Working with green plantain is a little tricky. It needs to be pureed and it's tough! I recommend a sturdy blender (I use a vintage Oster with a new blade) or heavy-duty immersion blender. I understand a food processor will work but it does need to be pretty strong to get a fine puree. I begin the process with just the plantain, add the butter, then the eggs. In addition to on Preparing it Paleo, find tips for working with plantain from the Paleo Mom and The Paleo Secret.

Plantain on the left, white flour on the right


You can see that the plantain bars are darker, at least than a white flour version of the bars. I was surprised, as plantain pancakes taste and look just like white flour pancakes. The bars are sweeter, too, so perhaps it's extra sugars browning. I'll probably experiment with less sugar in the future, too. 
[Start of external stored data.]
use wren_api::interface::{Accepts, Interface};
use wren_api::{interface, Message, Shape};

#[derive(Debug, Clone)]
struct Add(i32, i32);

impl Message for Add {
    type Result = i32;
}

#[derive(Debug, Clone)]
struct Sub(i32, i32);

impl Message for Sub {
    type Result = i32;

    fn name() -> &'static str {
        "Sub"
    }
}

#[derive(Debug, Clone)]
struct Reset;

impl Message for Reset {
    type Result = ();
}

interface! {
    pub Calculator { Add, Sub }
}

interface! {
    Resettable { Reset, }
}

fn accepts<I: Accepts<M>, M: Message>() -> bool {
    true
}

#[test]
fn test_default_message_name_is_type_name() {
    assert!(<Add as Message>::name().ends_with("Add"));
    assert_eq!(<Sub as Message>::name(), "Sub");
}

#[test]
fn test_interface_lists_shapes_in_order() {
    let shapes = Calculator::shapes();

    assert_eq!(shapes, vec![Shape::of::<Add>(), Shape::of::<Sub>()]);
    assert!(!shapes.contains(&Shape::of::<Reset>()));
    assert_eq!(Resettable::shapes(), vec![Shape::of::<Reset>()]);
}

#[test]
fn test_interface_accepts_declared_messages() {
    assert!(accepts::<Calculator, Add>());
    assert!(accepts::<Calculator, Sub>());
    assert!(accepts::<Resettable, Reset>());
}
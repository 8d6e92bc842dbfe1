//! # Actor Trait
//!
//! An actor is a value that owns its state and answers messages through a
//! [`Behavior`]. The runtime calls [`Actor::make_behavior`] once at spawn
//! time; the returned table must handle every message of the actor's
//! interface.
//!
//! ## Lifecycle Hooks
//!
//! - [`Actor::make_behavior`]: runs on the spawning thread before the
//!   handle is returned; may already send messages
//! - [`Actor::on_down`]: a monitored actor terminated
//! - [`Actor::on_exit`]: finalizer, runs once the mailbox has been drained
//!   and outstanding promises were orphaned
//!
//! ## Usage Example
//!
//! ```rust
//! use wren::prelude::*;
//!
//! #[derive(Message)]
//! #[message(result = "String")]
//! struct Reverse(String);
//!
//! interface! { pub Reverser { Reverse } }
//!
//! struct Mirror;
//!
//! impl Actor for Mirror {
//!     type Interface = Reverser;
//!
//!     fn make_behavior(&mut self, _ctx: &mut Context<Self>) -> Behavior<Self> {
//!         Behavior::new().on(|_, _, Reverse(text): Reverse| {
//!             Reply::Value(text.chars().rev().collect())
//!         })
//!     }
//! }
//! ```

use wren_api::interface::Interface;
use wren_api::{DownNotification, ExitReason};

use crate::behavior::Behavior;
use crate::context::Context;

/// Core Actor trait
pub trait Actor: Send + Sized + 'static {
    /// Messages this actor accepts through its handle.
    type Interface: Interface;

    /// Builds the initial behavior.
    fn make_behavior(&mut self, ctx: &mut Context<Self>) -> Behavior<Self>;

    /// Handles the termination of a monitored actor.
    fn on_down(&mut self, _down: DownNotification, _ctx: &mut Context<Self>) {}

    /// Finalizer. The mailbox is already closed: messages sent here reach
    /// other actors, but responses to this actor are lost.
    fn on_exit(&mut self, _reason: &ExitReason, _ctx: &mut Context<Self>) {}

    /// Name used in logs and errors.
    fn name(&self) -> &str {
        std::any::type_name::<Self>()
    }
}
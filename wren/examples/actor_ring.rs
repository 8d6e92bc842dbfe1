// Actor Ring
//
// A→B→C→D→E→F→A forms a ring. A token starts at A and every actor adds
// one to its value before passing it on. When the token has made its laps
// the holder starts a stop wave that travels around the ring once.

use std::time::Duration;

use wren::prelude::*;
use wren::Accepts;

const RING: [&str; 6] = ["A", "B", "C", "D", "E", "F"];
const LAPS: u32 = 3;

#[derive(Debug, Message)]
struct SetNext(Handle<RingApi>);

#[derive(Debug, Message)]
struct Token {
    value: u32,
    remaining: u32,
}

#[derive(Debug, Message)]
struct Leave;

interface! {
    pub RingApi { SetNext, Token, Leave }
}

struct RingActor {
    name: &'static str,
    next: Option<Handle<RingApi>>,
}

impl RingActor {
    fn pass<M>(&self, ctx: &Context<Self>, msg: M)
    where
        M: Message,
        RingApi: Accepts<M>,
    {
        if let Some(next) = self.next {
            // The ring shrinks during the stop wave.
            if let Err(err) = ctx.send(next, msg) {
                println!("{}: next actor is gone ({})", self.name, err);
            }
        }
    }
}

impl Actor for RingActor {
    type Interface = RingApi;

    fn name(&self) -> &str {
        self.name
    }

    fn make_behavior(&mut self, _ctx: &mut Context<Self>) -> Behavior<Self> {
        Behavior::new()
            .on(|ring: &mut RingActor, _ctx, SetNext(next): SetNext| {
                ring.next = Some(next);
                Reply::done()
            })
            .on(|ring: &mut RingActor, ctx, token: Token| {
                if token.remaining == 0 {
                    println!("{}: token finished with value {}", ring.name, token.value);
                    ring.pass(ctx, Leave);
                    ctx.stop();
                } else {
                    ring.pass(
                        ctx,
                        Token {
                            value: token.value + 1,
                            remaining: token.remaining - 1,
                        },
                    );
                }
                Reply::done()
            })
            .on(|ring: &mut RingActor, ctx, _: Leave| {
                ring.pass(ctx, Leave);
                ctx.stop();
                Reply::done()
            })
    }

    fn on_exit(&mut self, reason: &ExitReason, _ctx: &mut Context<Self>) {
        println!("{}: exiting ({})", self.name, reason);
    }
}

fn main() -> Result<(), Box<dyn std::error::Error>> {
    wren::logging::init_default();

    let system = ActorSystem::new(SystemConfig::default().with_name("ring").with_pool_size(3))?;

    let mut members = Vec::with_capacity(RING.len());
    for name in RING {
        members.push(system.spawn(RingActor { name, next: None })?);
    }
    for (i, member) in members.iter().enumerate() {
        let next = members[(i + 1) % members.len()];
        system.send(*member, SetNext(next))?;
    }

    let exits: Vec<_> = members.iter().map(|member| system.exit_future(member)).collect();
    system.send(
        members[0],
        Token {
            value: 0,
            remaining: LAPS * RING.len() as u32,
        },
    )?;

    for exit in exits {
        exit.wait_timeout(Duration::from_secs(5))?;
    }
    println!("ring stopped, {} actors left", system.live_actors());

    system.shutdown(DrainPolicy::Graceful)?;
    Ok(())
}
For the regular flour version, see the Main St. Farmers Market blog

Grain-Free Summer Squash Bars
Adapted from Winter Squash Bars from Simply in Season by Mary Beth Lind and Cathleen Hockman-Wert


Whisk together:
1 tsp baking powder
½ tsp baking soda
¼ tsp salt
1 Tbs poppy seeds
Set aside


Puree:
1 green plantain with, first:
⅜ cup (6 Tbs) butter, melted, then:
2 eggs


Mix together in a bowl:
generous 3/4 cup summer squash puree (about 1lb fresh squash, immature winter squash, or spaghetti squash)
¾ cup sugar
1 tsp grated lemon zest


Stir in plantain mixture, then salt, soda, and seeds


Pour into greased 9” x 13” pan. Bake for 20-25 minutes and cut into bars when cool (or cool-ish!).